[INPUT RECORDS — start]

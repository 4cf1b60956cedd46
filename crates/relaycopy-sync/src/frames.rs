//! Session frames.
//!
//! A decrypted session message is a packed sequence of frames, each a
//! one-byte tag followed by fixed big-endian fields:
//!
//! ```text
//! Halt  0
//! Info  1  nice u8 | size u64 | hash [32]
//! Freq  2  hash [32] | offset u64
//! File  3  hash [32] | offset u64 | len u32 | payload
//! Done  4  hash [32]
//! Ping  5
//! ```

use bytes::{Buf, BufMut, Bytes, BytesMut};

use relaycopy_core::ContentHash;

use crate::error::{Result, SyncError};

const TAG_HALT: u8 = 0;
const TAG_INFO: u8 = 1;
const TAG_FREQ: u8 = 2;
const TAG_FILE: u8 = 3;
const TAG_DONE: u8 = 4;
const TAG_PING: u8 = 5;

/// Encoded size of a `File` frame without its payload.
pub const FILE_FRAME_OVERHEAD: usize = 1 + 32 + 8 + 4;

/// A session frame.
#[derive(Debug, Clone, PartialEq, Eq)]
pub enum Frame {
    /// Forget everything queued for sending to the peer.
    Halt,
    /// "I have this content, this big, this urgent."
    Info {
        nice: u8,
        size: u64,
        hash: ContentHash,
    },
    /// "Send me this, starting at byte offset."
    Freq { hash: ContentHash, offset: u64 },
    /// A chunk of content.
    File {
        hash: ContentHash,
        offset: u64,
        payload: Bytes,
    },
    /// "I have it fully, you may delete your copy."
    Done { hash: ContentHash },
    /// Liveness probe.
    Ping,
}

impl Frame {
    /// Encoded length.
    pub fn encoded_len(&self) -> usize {
        match self {
            Frame::Halt | Frame::Ping => 1,
            Frame::Info { .. } => 1 + 1 + 8 + 32,
            Frame::Freq { .. } => 1 + 32 + 8,
            Frame::File { payload, .. } => FILE_FRAME_OVERHEAD + payload.len(),
            Frame::Done { .. } => 1 + 32,
        }
    }

    /// Whether this frame counts as useful traffic for deadline purposes.
    pub fn is_substantive(&self) -> bool {
        !matches!(self, Frame::Ping)
    }

    /// Append the encoding to `buf`.
    pub fn encode(&self, buf: &mut BytesMut) {
        match self {
            Frame::Halt => buf.put_u8(TAG_HALT),
            Frame::Info { nice, size, hash } => {
                buf.put_u8(TAG_INFO);
                buf.put_u8(*nice);
                buf.put_u64(*size);
                buf.put_slice(hash.as_bytes());
            }
            Frame::Freq { hash, offset } => {
                buf.put_u8(TAG_FREQ);
                buf.put_slice(hash.as_bytes());
                buf.put_u64(*offset);
            }
            Frame::File {
                hash,
                offset,
                payload,
            } => {
                buf.put_u8(TAG_FILE);
                buf.put_slice(hash.as_bytes());
                buf.put_u64(*offset);
                buf.put_u32(payload.len() as u32);
                buf.put_slice(payload);
            }
            Frame::Done { hash } => {
                buf.put_u8(TAG_DONE);
                buf.put_slice(hash.as_bytes());
            }
            Frame::Ping => buf.put_u8(TAG_PING),
        }
    }

    /// Decode every frame packed in `data`.
    pub fn decode_all(data: Bytes) -> Result<Vec<Frame>> {
        let mut buf = data;
        let mut frames = Vec::new();
        while buf.has_remaining() {
            frames.push(Self::decode_one(&mut buf)?);
        }
        Ok(frames)
    }

    fn decode_one(buf: &mut Bytes) -> Result<Frame> {
        let tag = buf.get_u8();
        let frame = match tag {
            TAG_HALT => Frame::Halt,
            TAG_PING => Frame::Ping,
            TAG_INFO => {
                need(buf, 1 + 8 + 32, "Info")?;
                let nice = buf.get_u8();
                let size = buf.get_u64();
                Frame::Info {
                    nice,
                    size,
                    hash: get_hash(buf),
                }
            }
            TAG_FREQ => {
                need(buf, 32 + 8, "Freq")?;
                let hash = get_hash(buf);
                Frame::Freq {
                    hash,
                    offset: buf.get_u64(),
                }
            }
            TAG_FILE => {
                need(buf, 32 + 8 + 4, "File")?;
                let hash = get_hash(buf);
                let offset = buf.get_u64();
                let len = buf.get_u32() as usize;
                need(buf, len, "File payload")?;
                Frame::File {
                    hash,
                    offset,
                    payload: buf.split_to(len),
                }
            }
            TAG_DONE => {
                need(buf, 32, "Done")?;
                Frame::Done {
                    hash: get_hash(buf),
                }
            }
            other => return Err(SyncError::UnknownFrame(other)),
        };
        Ok(frame)
    }
}

fn need(buf: &Bytes, len: usize, what: &str) -> Result<()> {
    if buf.remaining() < len {
        return Err(SyncError::Frame(format!(
            "truncated {}: need {} bytes, have {}",
            what,
            len,
            buf.remaining()
        )));
    }
    Ok(())
}

fn get_hash(buf: &mut Bytes) -> ContentHash {
    let mut hash = [0u8; 32];
    buf.copy_to_slice(&mut hash);
    ContentHash(hash)
}

/// Pack frames into one message body.
pub fn pack(frames: &[Frame]) -> BytesMut {
    let mut buf = BytesMut::with_capacity(frames.iter().map(Frame::encoded_len).sum());
    for frame in frames {
        frame.encode(&mut buf);
    }
    buf
}

/// Fill `buf` with `Halt` frames up to `target` bytes.
pub fn pad_with_halts(buf: &mut BytesMut, target: usize) {
    while buf.len() < target {
        buf.put_u8(TAG_HALT);
    }
}
//! Error types for the packet codec.

use relaycopy_core::NodeId;
use thiserror::Error;

/// Errors that can occur while encoding or decoding packets.
#[derive(Debug, Error)]
pub enum PacketError {
    /// Magic is not one we know.
    #[error("bad magic")]
    BadMagic,

    /// Magic of an older, unsupported format version.
    #[error("packet format {magic} is too old")]
    TooOld { magic: String },

    /// Envelope addressed to another node.
    #[error("packet is addressed to {0}, not us")]
    WrongRecipient(NodeId),

    /// Sender is not among our known peers.
    #[error("unknown sender {0}")]
    UnknownSender(NodeId),

    /// Envelope signature does not verify.
    #[error("invalid envelope signature")]
    BadSignature,

    /// AEAD encryption failure.
    #[error("encryption error: {0}")]
    Encrypt(String),

    /// AEAD authentication failure.
    #[error("decryption failed")]
    Decrypt,

    /// Padding bytes differ from the expected stream.
    #[error("padding mismatch")]
    PadMismatch,

    /// Encoded size would exceed the allowed maximum.
    #[error("packet too big: {size} > {max}")]
    TooBig { size: u64, max: u64 },

    /// Structurally invalid data.
    #[error("malformed packet: {0}")]
    Malformed(String),

    /// IO error.
    #[error("io error: {0}")]
    Io(#[from] std::io::Error),

    /// Core error.
    #[error("core error: {0}")]
    Core(#[from] relaycopy_core::CoreError),
}

/// Result type for packet operations.
pub type Result<T> = std::result::Result<T, PacketError>;
//! # relaycopy spool
//!
//! On-disk store of pending inbound and outbound content, per peer.
//!
//! ## Overview
//!
//! Outbound content is stored under its Merkle root, so a catalog of the
//! `tx` directory is exactly what a session advertises. Inbound content
//! moves through `.part` (arriving) and `.nock` (awaiting checksum) before
//! it is committed under its root. A `seen` marker keeps processed hashes
//! from being fetched again.
//!
//! ## Key Types
//!
//! - [`Spool`] - the per-peer directory tree and its operations
//! - [`CatalogEntry`] - one advertised item: hash, size, niceness
//! - [`SpoolLock`] - advisory lock over one side of a peer's spool
//!
//! ## Usage
//!
//! ```rust,no_run
//! use relaycopy_core::NodeId;
//! use relaycopy_spool::{Direction, LockKind, Spool};
//!
//! async fn example() {
//!     let spool = Spool::open("/var/spool/relaycopy").await.unwrap();
//!     let peer = NodeId::from_bytes([0; 32]);
//!     let _lock = spool.lock(&peer, LockKind::Tx).unwrap();
//!     let outbound = spool.catalog(&peer, Direction::Tx).await.unwrap();
//!     # let _ = outbound;
//! }
//! ```

pub mod error;
pub mod lock;
pub mod spool;

pub use error::{Result, SpoolError};
pub use lock::{LockKind, SpoolLock};
pub use spool::{CatalogEntry, Direction, Spool, StoredTx, TxWriter, NOCK_SUFFIX, PART_SUFFIX};
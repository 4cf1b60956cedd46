//! Node identities.
//!
//! A node holds three keypairs: Ed25519 for signing envelopes, X25519 for
//! packet key agreement, and a separate X25519 static key for the Noise
//! handshake. Its [`NodeId`] is always the Blake3 hash of the signing key.

use ed25519_dalek::{Signature, Signer, SigningKey, Verifier, VerifyingKey};
use serde::{Deserialize, Serialize};
use std::fmt;
use x25519_dalek::{PublicKey as X25519PublicKey, StaticSecret};

use crate::error::{CoreError, Result};
use crate::types::NodeId;

/// A 64-byte Ed25519 signature.
#[derive(Clone, Copy, PartialEq, Eq)]
pub struct Ed25519Signature(pub [u8; 64]);

impl Ed25519Signature {
    /// Create from raw bytes.
    pub const fn from_bytes(bytes: [u8; 64]) -> Self {
        Self(bytes)
    }

    /// Get the raw bytes.
    pub const fn as_bytes(&self) -> &[u8; 64] {
        &self.0
    }

    /// The zero signature (invalid, used as placeholder).
    pub const ZERO: Self = Self([0u8; 64]);
}

impl fmt::Debug for Ed25519Signature {
    fn fmt(&self, f: &mut fmt::Formatter<'_>) -> fmt::Result {
        write!(f, "Ed25519Sig({}...)", &hex::encode(self.0)[..16])
    }
}

/// Derive a node id from a signing public key.
pub fn node_id_for(sign_pub: &[u8; 32]) -> NodeId {
    NodeId(*blake3::hash(sign_pub).as_bytes())
}

// ─────────────────────────────────────────────────────────────────────────────
// Their view
// ─────────────────────────────────────────────────────────────────────────────

/// Public half of a node's identity, as known to its peers.
#[derive(Clone, PartialEq, Eq, Serialize, Deserialize)]
pub struct NodeTheir {
    pub id: NodeId,
    pub exch_pub: [u8; 32],
    pub sign_pub: [u8; 32],
    pub noise_pub: [u8; 32],
}

impl NodeTheir {
    /// Build a peer view from its public keys, deriving the id.
    pub fn new(exch_pub: [u8; 32], sign_pub: [u8; 32], noise_pub: [u8; 32]) -> Self {
        Self {
            id: node_id_for(&sign_pub),
            exch_pub,
            sign_pub,
            noise_pub,
        }
    }

    /// Verify a signature made by this node's signing key.
    pub fn verify(&self, message: &[u8], signature: &Ed25519Signature) -> Result<()> {
        let verifying_key =
            VerifyingKey::from_bytes(&self.sign_pub).map_err(|_| CoreError::InvalidPublicKey)?;
        let sig = Signature::from_bytes(&signature.0);
        verifying_key
            .verify(message, &sig)
            .map_err(|_| CoreError::InvalidSignature)
    }

    /// Serialize to CBOR.
    pub fn to_bytes(&self) -> Result<Vec<u8>> {
        let mut buf = Vec::new();
        ciborium::into_writer(self, &mut buf)
            .map_err(|e| CoreError::EncodingError(e.to_string()))?;
        Ok(buf)
    }

    /// Deserialize from CBOR, checking that the id matches the signing key.
    pub fn from_bytes(bytes: &[u8]) -> Result<Self> {
        let their: Self =
            ciborium::from_reader(bytes).map_err(|e| CoreError::DecodingError(e.to_string()))?;
        if their.id != node_id_for(&their.sign_pub) {
            return Err(CoreError::IdentityMismatch);
        }
        Ok(their)
    }
}

impl fmt::Debug for NodeTheir {
    fn fmt(&self, f: &mut fmt::Formatter<'_>) -> fmt::Result {
        write!(f, "NodeTheir({:?})", self.id)
    }
}

// ─────────────────────────────────────────────────────────────────────────────
// Our view
// ─────────────────────────────────────────────────────────────────────────────

/// Our own identity, including private keys.
#[derive(Clone)]
pub struct NodeOur {
    signing_key: SigningKey,
    exch_secret: StaticSecret,
    noise_secret: StaticSecret,
    their: NodeTheir,
}

impl NodeOur {
    /// Generate a new random identity.
    pub fn generate() -> Self {
        let mut rng = rand::thread_rng();
        let signing_key = SigningKey::generate(&mut rng);
        let exch_secret = StaticSecret::random_from_rng(&mut rng);
        let noise_secret = StaticSecret::random_from_rng(&mut rng);
        Self::assemble(signing_key, exch_secret, noise_secret)
    }

    /// Rebuild an identity from its three 32-byte seeds.
    pub fn from_seeds(sign_seed: &[u8; 32], exch_seed: [u8; 32], noise_seed: [u8; 32]) -> Self {
        Self::assemble(
            SigningKey::from_bytes(sign_seed),
            StaticSecret::from(exch_seed),
            StaticSecret::from(noise_seed),
        )
    }

    fn assemble(signing_key: SigningKey, exch_secret: StaticSecret, noise_secret: StaticSecret) -> Self {
        let their = NodeTheir::new(
            X25519PublicKey::from(&exch_secret).to_bytes(),
            signing_key.verifying_key().to_bytes(),
            X25519PublicKey::from(&noise_secret).to_bytes(),
        );
        Self {
            signing_key,
            exch_secret,
            noise_secret,
            their,
        }
    }

    /// Our node id.
    pub fn id(&self) -> NodeId {
        self.their.id
    }

    /// The public view peers hold of us.
    pub fn their(&self) -> &NodeTheir {
        &self.their
    }

    /// Sign a message with our long-term signing key.
    pub fn sign(&self, message: &[u8]) -> Ed25519Signature {
        Ed25519Signature(self.signing_key.sign(message).to_bytes())
    }

    /// Our X25519 exchange secret.
    pub fn exch_secret(&self) -> &StaticSecret {
        &self.exch_secret
    }

    /// Raw Noise static private key, in the form the handshake builder takes.
    pub fn noise_private(&self) -> [u8; 32] {
        self.noise_secret.to_bytes()
    }

    /// The seeds this identity can be rebuilt from (secret key material).
    pub fn seeds(&self) -> ([u8; 32], [u8; 32], [u8; 32]) {
        (
            self.signing_key.to_bytes(),
            self.exch_secret.to_bytes(),
            self.noise_secret.to_bytes(),
        )
    }
}

impl fmt::Debug for NodeOur {
    fn fmt(&self, f: &mut fmt::Formatter<'_>) -> fmt::Result {
        write!(f, "NodeOur({:?})", self.id())
    }
}

#[cfg(test)]
mod tests {
    use super::*;

    #[test]
    fn test_sign_verify() {
        let node = NodeOur::generate();
        let signature = node.sign(b"hello world");

        node.their()
            .verify(b"hello world", &signature)
            .expect("valid signature should verify");
        assert!(node.their().verify(b"hello worlD", &signature).is_err());
    }

    #[test]
    fn test_id_is_hash_of_signing_key() {
        let node = NodeOur::generate();
        let expected = blake3::hash(&node.their().sign_pub);
        assert_eq!(node.id().as_bytes(), expected.as_bytes());
    }

    #[test]
    fn test_deterministic_from_seeds() {
        let a = NodeOur::from_seeds(&[1u8; 32], [2u8; 32], [3u8; 32]);
        let b = NodeOur::from_seeds(&[1u8; 32], [2u8; 32], [3u8; 32]);
        assert_eq!(a.their(), b.their());

        let (s, e, n) = a.seeds();
        let c = NodeOur::from_seeds(&s, e, n);
        assert_eq!(a.id(), c.id());
    }

    #[test]
    fn test_their_cbor_roundtrip() {
        let node = NodeOur::generate();
        let bytes = node.their().to_bytes().unwrap();
        let back = NodeTheir::from_bytes(&bytes).unwrap();
        assert_eq!(&back, node.their());
    }

    #[test]
    fn test_their_rejects_forged_id() {
        let node = NodeOur::generate();
        let mut forged = node.their().clone();
        forged.id = NodeId::from_bytes([9u8; 32]);
        let bytes = forged.to_bytes().unwrap();
        assert!(matches!(
            NodeTheir::from_bytes(&bytes),
            Err(CoreError::IdentityMismatch)
        ));
    }
}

[INPUT RECORDS — finish]

TASK TO COMPLETE —
Each line holding the word "AEAD" must be pulled from the records.

OUTPUT OF THE EXERCISE —
    /// AEAD encryption failure.
    /// AEAD authentication failure.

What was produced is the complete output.